TessArae introduces new integrated product solutions for testing human genetic disease

Nov 10 2009

TessArae® LLC, a global leader in resequencing microarray-based applications, announces the launch of new integrated product solutions for genetic testing of the mutations that underlie human hereditary diseases. The combination of TessArae's expertise in microarray-based resequencing with novel nucleotide sequence basecalling algorithms and analysis software enables screening for all targeted mutations in multiple genes of a syndrome or disorder simultaneously. This dramatically reduces total testing cost and time-to-result without compromising test accuracy and usability for providers of genetic testing services.
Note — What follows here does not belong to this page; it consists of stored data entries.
//! # mockd server
//!
//! Engine lifecycle: bring every listener up in a fixed order with atomic
//! rollback on partial failure, drain and stop on shutdown, and reload by
//! diffing the running mock set against a new config in one registry
//! transaction.

use async_trait::async_trait;
use mockd_admin::{AdminState, EngineInfo, ListenerHook};
use mockd_core::model::MockSpec;
use mockd_core::{Error, Mock, MockdConfig, Protocol, Result, Stores};
use mockd_grpc::GrpcListenerSet;
use mockd_mqtt::MqttListenerSet;
use std::path::PathBuf;
use std::sync::Arc;
use tokio::sync::{watch, RwLock};
use tokio::task::JoinHandle;
use tracing::{error, info, warn};

const DEFAULT_MQTT_PORT: u16 = 1883;
const DRAIN_DEADLINE: std::time::Duration = std::time::Duration::from_secs(10);

/// Wires admin mock writes to the per-mock listener sets
struct EngineHook {
    grpc: Arc<GrpcListenerSet>,
    mqtt: Arc<MqttListenerSet>,
}

#[async_trait]
impl ListenerHook for EngineHook {
    async fn mock_added(&self, mock: Arc<Mock>) -> Result<()> {
        match mock.protocol() {
            Protocol::Grpc => self.grpc.register_mock(mock).await.map(|_| ()),
            Protocol::Mqtt => self.mqtt.register_mock(mock).await.map(|_| ()),
            _ => Ok(()),
        }
    }

    async fn mock_removed(&self, mock_id: &str) {
        self.grpc.remove_mock(mock_id).await;
        self.mqtt.remove_mock(mock_id).await;
    }

    async fn ports(&self) -> (Vec<u16>, Vec<u16>) {
        (self.grpc.ports().await, self.mqtt.ports().await)
    }
}

/// The running engine: stores plus every live listener
pub struct Engine {
    config: MockdConfig,
    stores: Arc<Stores>,
    shutdown: watch::Sender<bool>,
    /// Listener tasks in start order; stopped in reverse
    handles: Vec<(&'static str, JoinHandle<()>)>,
    grpc: Arc<GrpcListenerSet>,
    mqtt: Arc<MqttListenerSet>,
    info: Arc<RwLock<EngineInfo>>,
}

impl std::fmt::Debug for Engine {
    fn fmt(&self, f: &mut std::fmt::Formatter<'_>) -> std::fmt::Result {
        f.debug_struct("Engine").finish_non_exhaustive()
    }
}

impl Engine {
    /// Bring up all listeners in a fixed order: HTTP, HTTPS, admin,
    /// per-mock gRPC, per-mock MQTT. If any step fails, the already-bound
    /// listeners are closed in reverse order and the error returns; no
    /// listener leaks on partial failure.
    pub async fn start(mut config: MockdConfig) -> Result<Self> {
        config.apply_env();
        config.validate()?;
        let stores = Stores::from_config(&config).await?;

        let (shutdown, _) = watch::channel(false);
        let grpc = Arc::new(GrpcListenerSet::new(Arc::clone(&stores)));
        let mqtt = Arc::new(MqttListenerSet::new(
            Arc::clone(&stores),
            config.mqtt_port.unwrap_or(DEFAULT_MQTT_PORT),
        ));

        let mut engine = Self {
            stores: Arc::clone(&stores),
            shutdown,
            handles: Vec::new(),
            grpc,
            mqtt,
            info: Arc::new(RwLock::new(EngineInfo {
                context: config.context.clone(),
                workspace: config.workspace.clone(),
                http_port: config.port,
                admin_port: config.admin_port,
                https_port: config.https_port,
                ..Default::default()
            })),
            config,
        };

        match engine.start_listeners().await {
            Ok(()) => {
                info!(
                    http = engine.config.port,
                    admin = engine.config.admin_port,
                    "engine started"
                );
                Ok(engine)
            }
            Err(e) => {
                error!(error = %e, "engine start failed, rolling back");
                engine.stop().await;
                Err(e)
            }
        }
    }

    async fn start_listeners(&mut self) -> Result<()> {
        let config = &self.config;
        let stores = &self.stores;

        // 1. HTTP
        let router = mockd_http::build_router(
            Arc::clone(stores),
            self.shutdown.subscribe(),
            &config.cors_origins,
            config.rate_limit,
            Some(config.read_timeout),
        );
        let handle = mockd_http::serve(config.port, router.clone(), self.shutdown.subscribe()).await?;
        self.handles.push(("http", handle));

        // 2. HTTPS (opt-in, certs from disk)
        if let Some(https_port) = config.https_port {
            let tls = config.tls.as_ref().ok_or_else(|| {
                Error::config("httpsPort set but no tls cert/key configured")
            })?;
            let tls_config = mockd_http::tls::load_server_config(tls)?;
            let handle = mockd_http::tls::serve_https(
                https_port,
                router,
                tls_config,
                self.shutdown.subscribe(),
            )
            .await?;
            self.handles.push(("https", handle));
        }

        // 3. Admin
        let token = self.admin_token()?;
        let hook: Arc<dyn ListenerHook> = Arc::new(EngineHook {
            grpc: Arc::clone(&self.grpc),
            mqtt: Arc::clone(&self.mqtt),
        });
        let admin_state = AdminState {
            stores: Arc::clone(stores),
            info: Arc::clone(&self.info),
            hook: Some(hook),
        };
        let admin_router = mockd_admin::build_router(admin_state, token);
        let handle =
            mockd_admin::serve(config.admin_port, admin_router, self.shutdown.subscribe()).await?;
        self.handles.push(("admin", handle));

        // 4. Per-mock gRPC listeners
        for mock in self.stores.registry.list().await {
            if matches!(mock.spec, MockSpec::Grpc(_)) {
                self.grpc.register_mock(mock).await?;
            }
        }

        // 5. MQTT: the primary broker when opted in, plus per-mock brokers
        if self.config.mqtt_port.is_some() {
            self.mqtt.ensure_primary().await?;
        }
        for mock in self.stores.registry.list().await {
            if matches!(mock.spec, MockSpec::Mqtt(_)) {
                self.mqtt.register_mock(mock).await?;
            }
        }
        Ok(())
    }

    fn admin_token(&self) -> Result<Option<String>> {
        let Some(auth) = &self.config.auth else {
            return Ok(None);
        };
        if !auth.enabled {
            return Ok(None);
        }
        if let Some(token) = &auth.token {
            return Ok(Some(token.clone()));
        }
        let dir = config_dir();
        let token = mockd_admin::load_or_create_api_key(&dir)?;
        Ok(Some(token))
    }

    pub fn stores(&self) -> Arc<Stores> {
        Arc::clone(&self.stores)
    }

    pub fn config(&self) -> &MockdConfig {
        &self.config
    }

    /// Reload: diff the running mock set against the new document and
    /// apply in a single registry transaction; stateful resources and
    /// chaos settings follow.
    pub async fn reload(&self, mut config: MockdConfig) -> Result<mockd_core::ReloadReport> {
        config.apply_env();
        config.validate()?;
        let before: Vec<String> = self
            .stores
            .registry
            .list()
            .await
            .iter()
            .map(|m| m.id.clone())
            .collect();
        let report = self.stores.registry.reload(config.mocks.clone()).await?;
        for resource in config.stateful_resources.clone() {
            self.stores.state.register(resource).await;
        }
        if let Some(chaos) = config.chaos.clone() {
            self.stores.chaos.update(chaos).await;
        }
        // Detach every pre-reload mock from the listener sets, then
        // re-register the surviving set: removed mocks disappear, kept
        // ones re-attach exactly once, new ones bind
        for id in &before {
            self.grpc.remove_mock(id).await;
            self.mqtt.remove_mock(id).await;
        }
        for mock in self.stores.registry.list().await {
            match mock.protocol() {
                Protocol::Grpc => {
                    let _ = self.grpc.register_mock(mock).await;
                }
                Protocol::Mqtt => {
                    let _ = self.mqtt.register_mock(mock).await;
                }
                _ => {}
            }
        }
        info!(
            added = report.added,
            removed = report.removed,
            updated = report.updated,
            "engine reloaded"
        );
        Ok(report)
    }

    /// Stop accepting, drain in-flight handlers up to a deadline, then
    /// force-close. Brokers are stopped outside their own locks.
    pub async fn stop(&mut self) {
        let _ = self.shutdown.send(true);

        // MQTT and gRPC sets own per-mock listeners; brokers join their
        // simulators before the watch fires inside `stop`
        self.mqtt.shutdown().await;
        self.grpc.shutdown().await;

        for (name, handle) in self.handles.drain(..).rev() {
            match tokio::time::timeout(DRAIN_DEADLINE, handle).await {
                Ok(_) => info!(listener = name, "listener drained"),
                Err(_) => warn!(listener = name, "listener drain deadline hit, aborting"),
            }
        }

        if let Some(path) = &self.config.snapshot_on_shutdown {
            let snapshot = self.stores.export_config(&self.config).await;
            if let Err(e) = snapshot.save(path).await {
                // Snapshot failures must not block the shutdown path
                warn!(error = %e, "config snapshot failed");
            }
        }
        info!("engine stopped");
    }
}

fn config_dir() -> PathBuf {
    if let Ok(config) = std::env::var("MOCKD_CONFIG") {
        if let Some(parent) = PathBuf::from(config).parent() {
            return parent.to_path_buf();
        }
    }
    std::env::var("HOME")
        .map(|home| PathBuf::from(home).join(".mockd"))
        .unwrap_or_else(|_| PathBuf::from(".mockd"))
}

#[cfg(test)]
mod tests {
    use super::*;

    /// Ask the OS for a free port
    async fn free_port() -> u16 {
        let listener = tokio::net::TcpListener::bind("127.0.0.1:0")
            .await
            .expect("bind");
        listener.local_addr().expect("addr").port()
    }

    async fn test_config() -> MockdConfig {
        MockdConfig {
            port: free_port().await,
            admin_port: free_port().await,
            ..Default::default()
        }
    }

    #[tokio::test]
    async fn start_serves_http_and_admin_then_stops() {
        let config = test_config().await;
        let http_port = config.port;
        let admin_port = config.admin_port;
        let mut engine = Engine::start(config).await.expect("start");

        let health = reqwest::get(format!("http://127.0.0.1:{admin_port}/health"))
            .await
            .expect("admin reachable");
        assert_eq!(health.status(), 200);

        let miss = reqwest::get(format!("http://127.0.0.1:{http_port}/nothing"))
            .await
            .expect("http reachable");
        assert_eq!(miss.status(), 404);

        engine.stop().await;
        // The ports are free again after stop
        tokio::time::sleep(std::time::Duration::from_millis(100)).await;
        tokio::net::TcpListener::bind(("127.0.0.1", http_port))
            .await
            .expect("http port released");
    }

    #[tokio::test]
    async fn partial_failure_rolls_back_bound_listeners() {
        let port = free_port().await;
        // Same port for HTTP and admin: admin bind fails after HTTP is up
        let config = MockdConfig {
            port,
            admin_port: port,
            ..Default::default()
        };
        let err = Engine::start(config).await.expect_err("conflict");
        assert!(err.to_string().contains("bind"));

        // Rollback released the HTTP listener
        tokio::time::sleep(std::time::Duration::from_millis(100)).await;
        tokio::net::TcpListener::bind(("127.0.0.1", port))
            .await
            .expect("port released after rollback");
    }

    #[tokio::test]
    async fn reload_applies_mock_diff() {
        let config = test_config().await;
        let http_port = config.port;
        let mut engine = Engine::start(config.clone()).await.expect("start");

        let reloaded = MockdConfig {
            mocks: mockd_core::MockdConfig::from_str(
                "mocks:\n  - type: http\n    matcher: { method: GET, path: /fresh }\n    response: { body: fresh }\n",
            )
            .expect("parse")
            .mocks,
            ..config
        };
        let report = engine.reload(reloaded).await.expect("reload");
        assert_eq!(report.added, 1);

        let hit = reqwest::get(format!("http://127.0.0.1:{http_port}/fresh"))
            .await
            .expect("reachable");
        assert_eq!(hit.status(), 200);
        assert_eq!(hit.text().await.expect("body"), "fresh");

        engine.stop().await;
    }

    #[tokio::test]
    async fn end_to_end_mock_create_via_admin() {
        let config = test_config().await;
        let http_port = config.port;
        let admin_port = config.admin_port;
        let mut engine = Engine::start(config).await.expect("start");

        let client = reqwest::Client::new();
        let created = client
            .post(format!("http://127.0.0.1:{admin_port}/mocks"))
            .json(&serde_json::json!({
                "type": "http",
                "matcher": {"method": "GET", "path": "/hello"},
                "response": {"statusCode": 200, "body": "hi"}
            }))
            .send()
            .await
            .expect("create");
        assert_eq!(created.status(), 201);

        let hit = reqwest::get(format!("http://127.0.0.1:{http_port}/hello"))
            .await
            .expect("reachable");
        assert_eq!(hit.status(), 200);
        assert_eq!(hit.text().await.expect("body"), "hi");

        let miss = reqwest::get(format!("http://127.0.0.1:{http_port}/other"))
            .await
            .expect("reachable");
        assert_eq!(miss.status(), 404);
        assert_eq!(
            miss.headers()
                .get("x-mockd-near-misses")
                .expect("near miss header"),
            "1"
        );

        engine.stop().await;
    }

    #[tokio::test]
    async fn snapshot_on_shutdown_round_trips() {
        let dir = tempfile::tempdir().expect("tempdir");
        let snapshot_path = dir.path().join("snapshot.yaml");
        let mut config = test_config().await;
        config.snapshot_on_shutdown = Some(snapshot_path.clone());
        config.mocks = MockdConfig::from_str(
            "mocks:\n  - type: http\n    matcher: { path: /seeded }\n",
        )
        .expect("parse")
        .mocks;

        let mut engine = Engine::start(config).await.expect("start");
        engine.stop().await;

        let reloaded = MockdConfig::from_file(&snapshot_path)
            .await
            .expect("snapshot parses");
        assert_eq!(reloaded.mocks.len(), 1);
    }
}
The first solution, offered by GeneDx (Gaithersburg, MD), is for Noonan Syndrome, a genetic disorder that causes abnormal development of multiple parts of the body. "Implementation of the custom-designed resequencing solution from TessArae, which simultaneously detects all known mutations and screens for missense mutations in eight genes of the RAS/MAPK pathway, allows GeneDx to offer a more comprehensive test than we could previously, yet at significantly lower cost and with much faster turnaround time," states John Compton, Ph.D., Co-President and Scientific Director of GeneDx. "Based on the successful integration of this technology into our laboratory workflow, we plan to offer TessArae-developed resequencing microarray-based testing for Periodic Fever Syndromes in the immediate future." According to Klaus Schafer, M.D., MPH, President and CEO of TessArae, "The human genetic disease testing market represents a new opportunity for us. Our resequencing microarray-based solution is ideally positioned, from both a cost and time-to-result perspective, between conventional and next-gen DNA sequencing technologies, and will generate significant revenue as the genetic testing market grows."